My critic colleagues failed me and audiences everywhere with their glowing reviews of something that, barring the FX, was a lazy reproduction of borrowed horror nostalgia, that beats the already dead horse, into atoms.
Cue the gratuitous blood!
It Begins…again
The story begins with a flash forward and the usual white young people on a remote cabin trip. We don’t know how at the time, but one of the women has been infected with Evil Dead energy and begins the slaughter of her friends.
Flashing back, single mother Ellie (Alyssa Sutherland) and her three children are eking out an existence in a mostly abandoned, run down apartment complex that apparently was (just happens to be) built over an old bank.
Ellie’s sister Beth (Lilly Sullivan) makes a return to see her sister and nieces and nephew, after a long absence being on the road with concerts. We come to find that Ellie and Beth’s relationship has been strained by Beth’s past unwillingness to stay in touch.
An earthquake strikes while the kids are alone in the parking lot, which just happens to leave a walkthrough hole right above the bank vault where, for some reason, the Book of the Dead is being stored. Danny (Morgan Davies) the middle sibling, explores the old vault and finds some old LP records, along with the book.
Since Danny just happens to be an aspiring DJ, he just happens to have the turntables to listen to these LP’s, which of course, is generally rare in most homes now. He also happens to have the right equipment to format the LP’s sound into perfectly clear language, that ends up waking up The Book.

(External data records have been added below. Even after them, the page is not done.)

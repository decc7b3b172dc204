use clap::Parser;
use gtk4::prelude::*;
use gtk4::{Application, ApplicationWindow};
use log::{error, info, warn};
use minimal_timer::audio::AlertSound;
use minimal_timer::config::AppConfig;
use minimal_timer::ui::{ClockView, GlibScheduler};
use minimal_timer_core::{TimerEngine, TimerEvent};
use minimal_timer_types::{AlertSoundConfig, Time};
use std::path::PathBuf;
use std::rc::Rc;

const APP_ID: &str = "org.minimal_timer.MinimalTimer";

/// minimal-timer - drag the clock face to set a countdown
#[derive(Parser, Debug, Clone)]
#[command(name = "minimal-timer")]
#[command(author, version, about, long_about = None)]
struct Cli {
    /// Debug verbosity level (0=quiet, 1=info, 2=debug, 3=trace)
    #[arg(short = 'd', long = "debug", value_name = "LEVEL", default_value = "0")]
    debug: u8,

    /// Initial countdown as SS, MM:SS or H:MM:SS
    #[arg(short = 't', long = "time", value_name = "DURATION")]
    time: Option<Time>,

    /// Configuration file to use instead of the default one
    #[arg(short = 'c', long = "config", value_name = "PATH")]
    config: Option<PathBuf>,

    /// Do not play a sound when the countdown runs out
    #[arg(long = "mute")]
    mute: bool,

    /// Write the effective configuration and exit
    #[arg(long = "save-config")]
    save_config: bool,
}

fn main() {
    let cli = Cli::parse();

    // Level 0 (default): warn only
    // Level 1: info
    // Level 2: debug
    // Level 3+: trace
    let log_level = match cli.debug {
        0 => "warn",
        1 => "info",
        2 => "debug",
        _ => "trace",
    };
    // Allow RUST_LOG to override CLI setting
    env_logger::Builder::from_env(env_logger::Env::default().default_filter_or(log_level)).init();

    info!("Starting minimal-timer v{}", env!("CARGO_PKG_VERSION"));

    let config = effective_config(&cli);

    if cli.save_config {
        let result = match cli.config {
            Some(ref path) => config.save_to_path(path),
            None => config.save(),
        };
        if let Err(e) = result {
            error!("Failed to save configuration: {:#}", e);
            std::process::exit(1);
        }
        info!("Configuration saved");
        return;
    }

    let app = Application::builder().application_id(APP_ID).build();

    app.connect_activate(move |app| build_ui(app, &config));

    // Arguments were already parsed by clap
    app.run_with_args(&["minimal-timer"]);
}

/// Config file merged with the command line overrides
fn effective_config(cli: &Cli) -> AppConfig {
    let mut config = AppConfig::load_or_default(cli.config.as_deref());

    if let Some(time) = cli.time {
        if time.is_negative() {
            warn!("Ignoring negative --time {}", time);
        } else {
            config.timer.initial_time = time;
        }
    }
    if cli.mute {
        config.sound = AlertSoundConfig::muted();
    }

    config
}

fn build_ui(app: &Application, config: &AppConfig) {
    info!("Building UI");

    let window = ApplicationWindow::builder()
        .application(app)
        .title(config.window.title.as_str())
        .default_width(config.window.width)
        .default_height(config.window.height)
        .build();

    let engine = TimerEngine::with_scheduler(config.timer.initial_time, &GlibScheduler);
    if config.timer.start_paused {
        engine.pause();
    }

    // Remaining time in the title bar
    let title = config.window.title.clone();
    let window_weak = window.downgrade();
    engine.on_event(move |event| {
        if let (TimerEvent::TimeChanged(time), Some(window)) = (event, window_weak.upgrade()) {
            window.set_title(Some(&format!("{} - {}", time, title)));
        }
    });

    let sound = Rc::new(AlertSound::spawn());
    let clock_view = ClockView::new(
        engine.clone(),
        config.face.clone(),
        sound,
        config.sound.clone(),
    );

    window.set_child(Some(clock_view.widget()));
    window.present();

    info!(
        "Countdown ready at {}{}",
        engine.time(),
        if engine.is_paused() { " (paused)" } else { "" }
    );
}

The evil energy attacks the unaware Ellie in their rickety elevator and the chaos begins…again.
In all honesty…
Hats off to the FX/makeup crews. Their work was by far the best part of this show. Sutherland looked and performed amazingly, and was seriously creepy. I just wish they would’ve given her a way better story to act with.
The lack of story and the absolutely ludicrous “just happens to be” party ruined the rest of it. Everything and everyone was set up to make everything work just exactly how the filmmakers wanted it, in utterly boring, too easy, uncreative ways. That’s lazy screenwriting.

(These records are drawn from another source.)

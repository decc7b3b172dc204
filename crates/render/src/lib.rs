//! minimal-timer-render: Cairo rendering of the countdown clock face.

pub mod clock_face;
pub mod pango_text;

pub use clock_face::{render_clock_face, wedge_angles, ClockFaceConfig, TickMark};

For one, how would Danny have this incredible sound system complete with speakers if the family was so poor they had to live in a building that was going to be demolished in a month?

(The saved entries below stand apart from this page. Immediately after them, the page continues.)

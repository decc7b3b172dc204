//! Interactive clock face widget
//!
//! A `DrawingArea` painted by `render_clock_face` with a `GestureDrag` that
//! feeds `ClockGesture`. The widget redraws on every engine event and raises
//! a modal alert when the countdown runs out.

use crate::audio::AlertSound;
use gtk4::prelude::*;
use gtk4::{gio, AlertDialog, DrawingArea, GestureDrag};
use minimal_timer_core::{ClockGesture, TimerEngine, TimerEvent, ViewSize, PRIMARY_BUTTON};
use minimal_timer_render::{render_clock_face, ClockFaceConfig};
use minimal_timer_types::AlertSoundConfig;
use std::rc::Rc;

const MIN_SIZE: i32 = 120;

pub struct ClockView {
    drawing_area: DrawingArea,
}

impl ClockView {
    pub fn new(
        engine: Rc<TimerEngine>,
        face: ClockFaceConfig,
        sound: Rc<AlertSound>,
        sound_config: AlertSoundConfig,
    ) -> Self {
        let drawing_area = DrawingArea::new();
        drawing_area.set_content_width(MIN_SIZE);
        drawing_area.set_content_height(MIN_SIZE);
        drawing_area.set_hexpand(true);
        drawing_area.set_vexpand(true);

        let gesture = Rc::new(ClockGesture::with_engine(engine.clone()));

        let gesture_draw = gesture.clone();
        drawing_area.set_draw_func(move |_, cr, width, height| {
            let remaining = gesture_draw.engine_time();
            if let Err(e) = render_clock_face(cr, &face, remaining, width as f64, height as f64) {
                log::warn!("Failed to draw clock face: {}", e);
            }
        });

        Self::attach_drag(&drawing_area, &gesture);
        Self::subscribe(&drawing_area, &engine, sound, sound_config);

        Self { drawing_area }
    }

    pub fn widget(&self) -> &DrawingArea {
        &self.drawing_area
    }

    fn attach_drag(drawing_area: &DrawingArea, gesture: &Rc<ClockGesture>) {
        let drag = GestureDrag::new();
        drag.set_button(PRIMARY_BUTTON);

        let gesture_begin = gesture.clone();
        let area_begin = drawing_area.downgrade();
        drag.connect_drag_begin(move |drag, x, y| {
            let Some(area) = area_begin.upgrade() else {
                return;
            };
            gesture_begin.press(drag.current_button(), x, y, view_size(&area));
        });

        // Offsets are relative to where the drag began
        let gesture_update = gesture.clone();
        let area_update = drawing_area.downgrade();
        drag.connect_drag_update(move |drag, offset_x, offset_y| {
            let (Some(area), Some((start_x, start_y))) = (area_update.upgrade(), drag.start_point())
            else {
                return;
            };
            gesture_update.motion(start_x + offset_x, start_y + offset_y, view_size(&area));
        });

        // The controller only reacts to the primary button, and a cancelled
        // sequence has already cleared `current_button` by the time it ends
        let gesture_end = gesture.clone();
        drag.connect_drag_end(move |_, _, _| {
            gesture_end.release(PRIMARY_BUTTON);
        });

        let gesture_cancel = gesture.clone();
        drag.connect_cancel(move |_, _| {
            gesture_cancel.cancel();
        });

        drawing_area.add_controller(drag);
    }

    fn subscribe(
        drawing_area: &DrawingArea,
        engine: &Rc<TimerEngine>,
        sound: Rc<AlertSound>,
        sound_config: AlertSoundConfig,
    ) {
        let area_weak = drawing_area.downgrade();
        let callback_id = engine.on_event(move |event| {
            let Some(area) = area_weak.upgrade() else {
                return;
            };
            area.queue_draw();

            if *event == TimerEvent::TimedOut {
                sound.play(&sound_config);
                show_timeout_alert(&area, sound.clone());
            }
        });

        let engine_weak = Rc::downgrade(engine);
        drawing_area.connect_destroy(move |_| {
            if let Some(engine) = engine_weak.upgrade() {
                engine.remove_callback(&callback_id);
                log::debug!("Clock view unsubscribed from the timer engine");
            }
        });
    }
}

fn view_size(widget: &DrawingArea) -> ViewSize {
    ViewSize::new(widget.width() as f64, widget.height() as f64)
}

fn show_timeout_alert(area: &DrawingArea, sound: Rc<AlertSound>) {
    let window = area.root().and_downcast::<gtk4::Window>();

    let dialog = AlertDialog::builder()
        .modal(true)
        .message("Time is up")
        .detail("The countdown has finished.")
        .buttons(vec!["OK"])
        .default_button(0)
        .cancel_button(0)
        .build();

    dialog.choose(window.as_ref(), gio::Cancellable::NONE, move |_| {
        sound.stop();
    });
}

And what happens when the sound system breaks but they need to listen to another record? Low and behold, Aunty Beth is a sound engineer who happens to know how to fix it. Hooray!
At a different part, demonic Ellie gets shut out of the apartment. After hours of looking for ways in, a random cat shows up in the ventilation system, then giving her an “a-ha” moment.
Just after, the youngest child Kassie (Nell Fisher), who was also fantastic, mentions that the super’s cat goes up there every now and then. Really? When the hell would that ever happen except within a script with lazy writing? They set a cat up in the ventilators simply as a means to remind demon Ellie how to infiltrate the apartment.
Also, if Ellie was possessed by smaller amounts of the Evil Dead blood in the elevator, why weren’t Beth and Kassie when they were practically drowned in it?
The “just happens” and convenient plot points/holes continue to occur over and over again, setting up characters and story arcs with inexcusably weak, easy ways to push the already struggling story forward. I bet there are student screenwriters who could write scripts with more heart and creativity, but professionals, not just the writers, aren’t held to the same standards, and continue pumping out garbage with the greatest of glee.
On top of that, plenty of scenes are just “borrowed” from other horror movies. Whether or not it was meant as an homage, I don’t want to spend good money on old stuff I can stream practically free at home.
Did anyone above the line, barring the actors, have to do any real thinking or creating? Clearly not with the script, nor the many borrowed scenes.
My advice? Skip it. You’ve already seen all of this in other, better films.
If you want to see the good FX/makeup, save the big bucks and wait to stream it. There are great apps you can get for an entire month for less than one movie ticket, and see way higher quality content all around.
The viewers are the ones who tell the industry what we want to see with our money. We don’t have to settle for garbage anymore.